▸ **Data in this exercise**:
* * * * * * * * *

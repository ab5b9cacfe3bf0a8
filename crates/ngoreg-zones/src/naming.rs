//! # Stored Form
//!
//! What a flat list looks like once saved and read back, and the name each
//! node is stored under.
//!
//! - Countries and regions are always roots.
//! - A department or municipality keeps its parent name only when a node of
//!   the parent level carries that name; otherwise it is stored as a root.
//! - Among municipalities, a name carried by several is stored as
//!   `"<department> - <name>"` for every member with a parent.
//!
//! Stored names are unique per level. A list where two distinct nodes would
//! share one is reported by [`find_name_collisions`].

use std::collections::{HashMap, HashSet};

use ngoreg_core::{NameCollision, ZoneKey, ZoneNode, ZoneType};

/// Joins a department name to a shared municipality name.
pub const DISAMBIGUATION_SEPARATOR: &str = " - ";

/// The list as rehydration returns it after a save, in input order.
pub fn stored_form(zones: &[ZoneNode]) -> Vec<ZoneNode> {
    let names_at = |level: ZoneType| {
        zones
            .iter()
            .filter(|z| z.zone_type == level)
            .map(|z| z.name.as_str())
            .collect::<HashSet<&str>>()
    };
    let regions = names_at(ZoneType::Region);
    let departments = names_at(ZoneType::Department);

    zones
        .iter()
        .map(|z| {
            let present = match z.zone_type {
                ZoneType::Country | ZoneType::Region => None,
                ZoneType::Department => Some(&regions),
                ZoneType::Municipality => Some(&departments),
            };
            let parent_name = present.and_then(|names| {
                z.parent_name
                    .clone()
                    .filter(|p| names.contains(p.as_str()))
            });
            ZoneNode {
                zone_type: z.zone_type,
                name: z.name.clone(),
                parent_name,
            }
        })
        .collect()
}

/// Stored names for a list of municipalities, in input order.
///
/// A name carried by more than one municipality becomes
/// `"<parent_name> - <name>"` for every member of the group. A member with
/// no parent name keeps its name.
pub fn disambiguate_municipalities(municipalities: &[&ZoneNode]) -> Vec<String> {
    let mut counts: HashMap<&str, usize> = HashMap::new();
    for m in municipalities {
        *counts.entry(m.name.as_str()).or_insert(0) += 1;
    }

    municipalities
        .iter()
        .map(|m| match (&m.parent_name, counts.get(m.name.as_str())) {
            (Some(parent), Some(&n)) if n > 1 => {
                let renamed = format!("{parent}{DISAMBIGUATION_SEPARATOR}{}", m.name);
                tracing::debug!(municipality = %m.name, persisted_as = %renamed, "disambiguated");
                renamed
            }
            _ => m.name.clone(),
        })
        .collect()
}

/// Stored name of every node of a list already in stored form, in input
/// order.
pub fn stored_names(zones: &[ZoneNode]) -> Vec<String> {
    let municipalities: Vec<&ZoneNode> = zones
        .iter()
        .filter(|z| z.zone_type == ZoneType::Municipality)
        .collect();
    let mut renamed = disambiguate_municipalities(&municipalities).into_iter();

    zones
        .iter()
        .map(|z| match z.zone_type {
            ZoneType::Municipality => renamed.next().unwrap_or_else(|| z.name.clone()),
            _ => z.name.clone(),
        })
        .collect()
}

/// Distinct tuples of `zones` that would be stored under the same name at
/// one level, in first-occurrence order.
pub fn find_name_collisions(zones: &[ZoneNode]) -> Vec<NameCollision> {
    let names = stored_names(&stored_form(zones));

    let mut groups: HashMap<(ZoneType, &str), Vec<ZoneKey>> = HashMap::new();
    let mut order: Vec<(ZoneType, &str)> = Vec::new();
    for (z, name) in zones.iter().zip(&names) {
        let slot = (z.zone_type, name.as_str());
        let keys = groups.entry(slot).or_insert_with(|| {
            order.push(slot);
            Vec::new()
        });
        let key = z.key();
        if !keys.contains(&key) {
            keys.push(key);
        }
    }

    order
        .into_iter()
        .filter_map(|slot| {
            let keys = groups.remove(&slot)?;
            (keys.len() > 1).then(|| NameCollision {
                zone_type: slot.0,
                stored_name: slot.1.to_string(),
                zones: keys,
            })
        })
        .collect()
}

#[cfg(test)]
mod tests {
    use super::*;
    use crate::cascade::toggle_municipality;
    use ngoreg_core::SENEGAL;

    #[test]
    fn stored_form_drops_unresolvable_parents() {
        let zones = vec![
            ZoneNode::country(SENEGAL),
            ZoneNode {
                zone_type: ZoneType::Region,
                name: "Thiès".into(),
                parent_name: Some(SENEGAL.into()),
            },
            ZoneNode::department("Mbour", "Thiès"),
            ZoneNode::department("Kolda", "Sédhiou"),
            ZoneNode::municipality("Saly", "Mbour"),
            ZoneNode::municipality("Dabo", "Kolda"),
            ZoneNode::municipality("Ghost town", "Ghost"),
        ];
        let stored = stored_form(&zones);
        assert_eq!(stored[1], ZoneNode::region("Thiès"));
        assert_eq!(stored[2], ZoneNode::department("Mbour", "Thiès"));
        assert_eq!(stored[3].parent_name, None);
        assert_eq!(stored[4], ZoneNode::municipality("Saly", "Mbour"));
        // Still resolves: the demoted department keeps its name.
        assert_eq!(stored[5], ZoneNode::municipality("Dabo", "Kolda"));
        assert_eq!(stored[6].parent_name, None);
    }

    #[test]
    fn disambiguation_without_parent_keeps_name() {
        let orphan = ZoneNode {
            zone_type: ZoneType::Municipality,
            name: "Centre".into(),
            parent_name: None,
        };
        let placed = ZoneNode::municipality("Centre", "Alpha");
        assert_eq!(
            disambiguate_municipalities(&[&orphan, &placed]),
            vec!["Centre".to_string(), "Alpha - Centre".to_string()]
        );
    }

    #[test]
    fn orphan_municipality_is_not_prefixed_with_a_missing_department() {
        let zones = vec![
            ZoneNode::department("Mbour", "Thiès"),
            ZoneNode::municipality("Centre", "Mbour"),
            ZoneNode::municipality("Centre", "Ghost"),
        ];
        assert_eq!(
            stored_names(&stored_form(&zones)),
            vec!["Mbour", "Mbour - Centre", "Centre"]
        );
        assert!(find_name_collisions(&zones).is_empty());
    }

    #[test]
    fn same_department_name_in_two_regions_collides() {
        let zones = toggle_municipality(
            &toggle_municipality(&[], "Nord", "Centre", "R1"),
            "Sud",
            "Centre",
            "R2",
        );
        assert_eq!(
            find_name_collisions(&zones),
            vec![NameCollision {
                zone_type: ZoneType::Department,
                stored_name: "Centre".into(),
                zones: vec![
                    ZoneNode::department("Centre", "R1").key(),
                    ZoneNode::department("Centre", "R2").key(),
                ],
            }]
        );
    }

    #[test]
    fn literal_name_colliding_with_a_rename_is_reported() {
        let zones = vec![
            ZoneNode::department("Mbour", "Thiès"),
            ZoneNode::department("Joal", "Thiès"),
            ZoneNode::municipality("Centre", "Mbour"),
            ZoneNode::municipality("Centre", "Joal"),
            ZoneNode::municipality("Mbour - Centre", "Joal"),
        ];
        let collisions = find_name_collisions(&zones);
        assert_eq!(collisions.len(), 1);
        assert_eq!(collisions[0].stored_name, "Mbour - Centre");
        assert_eq!(collisions[0].zones.len(), 2);
    }

    #[test]
    fn roots_declared_with_and_without_parent_collide() {
        let zones = vec![
            ZoneNode::region("Dakar"),
            ZoneNode {
                zone_type: ZoneType::Region,
                name: "Dakar".into(),
                parent_name: Some(SENEGAL.into()),
            },
        ];
        assert_eq!(find_name_collisions(&zones).len(), 1);
    }

    #[test]
    fn exact_duplicates_are_not_collisions() {
        let zones = vec![ZoneNode::region("Dakar"), ZoneNode::region("Dakar")];
        assert!(find_name_collisions(&zones).is_empty());
    }

    #[test]
    fn separator_in_a_unique_name_is_kept() {
        let zones = vec![
            ZoneNode::department("Dakar", "Dakar"),
            ZoneNode::municipality("Dakar - Plateau", "Dakar"),
        ];
        assert_eq!(
            stored_names(&stored_form(&zones)),
            vec!["Dakar", "Dakar - Plateau"]
        );
    }
}
//! # Diff-Based Update
//!
//! Replacing an NGO's zones either writes nothing or rewrites everything:
//!
//! 1. Validate the submission under the resolution mode.
//! 2. Load the stored rows and rehydrate them into a flat list.
//! 3. Compare canonical serializations (sorted by `(zone_type, name)`) of the
//!    rehydrated list and the submission's stored form, where orphans and
//!    roots carry no parent name. Equal → no write at all.
//! 4. Otherwise delete every stored row for the NGO and run the resolver on
//!    the new list.
//!
//! A rejected submission leaves the stored zones untouched. Surrogate keys
//! change on every real update.

use serde::{Deserialize, Serialize};

use ngoreg_core::{CanonicalBytes, NgoId, ZoneNode, ZoneSetDigest};
use ngoreg_zones::stored_form;

use crate::rehydrate::{load_zones, rehydrate};
use crate::resolver::{
    check, resolve_and_persist, PersistenceBatchError, PersistencePass, ResolutionMode,
    ResolutionOutcome, ResolveError,
};
use crate::store::ZoneStore;

/// What `replace_zones` did.
#[derive(Debug, Clone, PartialEq, Eq, Serialize, Deserialize)]
#[serde(tag = "status", rename_all = "snake_case")]
pub enum ReplaceOutcome {
    /// Stored and submitted sets are canonically equal; nothing was written.
    Unchanged { digest: ZoneSetDigest },
    /// All stored rows were deleted and the new list resolved.
    Replaced {
        deleted: u64,
        outcome: ResolutionOutcome,
    },
}

impl ReplaceOutcome {
    pub fn is_changed(&self) -> bool {
        matches!(self, Self::Replaced { .. })
    }
}

/// Replace the zones of `ngo_id` with `zones`, skipping every write when the
/// stored set already matches.
pub async fn replace_zones<S: ZoneStore>(
    store: &mut S,
    ngo_id: &NgoId,
    zones: &[ZoneNode],
    mode: ResolutionMode,
) -> Result<ReplaceOutcome, ResolveError> {
    check(zones, mode)?;

    let stored = rehydrate(&load_zones(store, ngo_id).await?);
    let current = CanonicalBytes::for_zone_set(&stored)?;
    let submitted = CanonicalBytes::for_zone_set(&stored_form(zones))?;
    if current == submitted {
        let digest = ZoneSetDigest::of(&submitted);
        metrics::counter!("ngoreg_zone_replace_skipped_total").increment(1);
        tracing::info!(ngo = %ngo_id, %digest, "zone set unchanged; no write");
        return Ok(ReplaceOutcome::Unchanged { digest });
    }

    let deleted = store
        .delete_for_ngo(ngo_id)
        .await
        .map_err(|e| PersistenceBatchError::new(PersistencePass::Delete, e))?;
    tracing::info!(ngo = %ngo_id, deleted, "stored zones cleared for replacement");

    let outcome = resolve_and_persist(store, ngo_id, zones, mode).await?;
    Ok(ReplaceOutcome::Replaced { deleted, outcome })
}
//! # In-Memory Zone Store
//!
//! Thread-safe, cloneable store used in development mode (no `DATABASE_URL`)
//! and in tests. Clones share the same data.
//!
//! The `RwLock` is `parking_lot`, not `tokio::sync`: it is never held across
//! an `.await`, and a panicking writer does not poison it.
//!
//! Mirrors the Postgres schema's `unique (ngo_id, zone_type, name)`
//! constraint, and counts write operations so callers can assert that an
//! unchanged update wrote nothing.

use std::collections::HashSet;
use std::sync::atomic::{AtomicU64, Ordering};
use std::sync::Arc;

use parking_lot::RwLock;

use ngoreg_core::{NewZone, NgoId, PersistedZone, ZoneId, ZoneType};

use crate::store::{StoreError, ZoneStore};

#[derive(Debug, Clone, Default)]
pub struct MemoryZoneStore {
    rows: Arc<RwLock<Vec<PersistedZone>>>,
    writes: Arc<AtomicU64>,
    fail_on: Option<ZoneType>,
}

impl MemoryZoneStore {
    pub fn new() -> Self {
        Self::default()
    }

    /// A store that rejects any insert batch containing a zone of `zone_type`.
    pub fn failing_on(zone_type: ZoneType) -> Self {
        Self {
            fail_on: Some(zone_type),
            ..Self::default()
        }
    }

    /// Number of insert or delete operations that reached the store.
    pub fn writes(&self) -> u64 {
        self.writes.load(Ordering::Relaxed)
    }

    /// Total rows across all NGOs.
    pub fn len(&self) -> usize {
        self.rows.read().len()
    }

    pub fn is_empty(&self) -> bool {
        self.rows.read().is_empty()
    }

    /// Stop injecting failures; the data is shared with `self`.
    pub fn healed(&self) -> Self {
        Self {
            rows: Arc::clone(&self.rows),
            writes: Arc::clone(&self.writes),
            fail_on: None,
        }
    }
}

impl ZoneStore for MemoryZoneStore {
    async fn insert_batch(
        &mut self,
        ngo_id: &NgoId,
        rows: Vec<NewZone>,
    ) -> Result<Vec<PersistedZone>, StoreError> {
        self.writes.fetch_add(1, Ordering::Relaxed);

        if let Some(t) = self.fail_on {
            if rows.iter().any(|r| r.zone_type == t) {
                return Err(StoreError::Unavailable(format!(
                    "injected failure on {t} batch"
                )));
            }
        }

        let mut guard = self.rows.write();
        let mut taken: HashSet<(ZoneType, String)> = guard
            .iter()
            .filter(|z| &z.ngo_id == ngo_id)
            .map(|z| (z.zone_type, z.name.clone()))
            .collect();
        for r in &rows {
            if !taken.insert((r.zone_type, r.name.clone())) {
                return Err(StoreError::Constraint(format!(
                    "{} '{}' already exists for {ngo_id}",
                    r.zone_type, r.name
                )));
            }
        }

        let inserted: Vec<PersistedZone> = rows
            .into_iter()
            .map(|r| PersistedZone::from_new(ZoneId::new(), ngo_id.clone(), r))
            .collect();
        guard.extend(inserted.iter().cloned());
        Ok(inserted)
    }

    async fn delete_for_ngo(&mut self, ngo_id: &NgoId) -> Result<u64, StoreError> {
        self.writes.fetch_add(1, Ordering::Relaxed);
        let mut guard = self.rows.write();
        let before = guard.len();
        guard.retain(|z| &z.ngo_id != ngo_id);
        Ok((before - guard.len()) as u64)
    }

    async fn load_for_ngo(&mut self, ngo_id: &NgoId) -> Result<Vec<PersistedZone>, StoreError> {
        let mut rows: Vec<PersistedZone> = self
            .rows
            .read()
            .iter()
            .filter(|z| &z.ngo_id == ngo_id)
            .cloned()
            .collect();
        // Stable: insertion order is kept within a level.
        rows.sort_by_key(|z| z.zone_type);
        Ok(rows)
    }
}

* * * * * * * * *

▸ **Aim of the exercise**: All lines in the listing above that contain "format" should be shown.

▸ **Solution for this problem**:
                let renamed = format!("{parent}{DISAMBIGUATION_SEPARATOR}{}", m.name);
                return Err(StoreError::Unavailable(format!(
                return Err(StoreError::Constraint(format!(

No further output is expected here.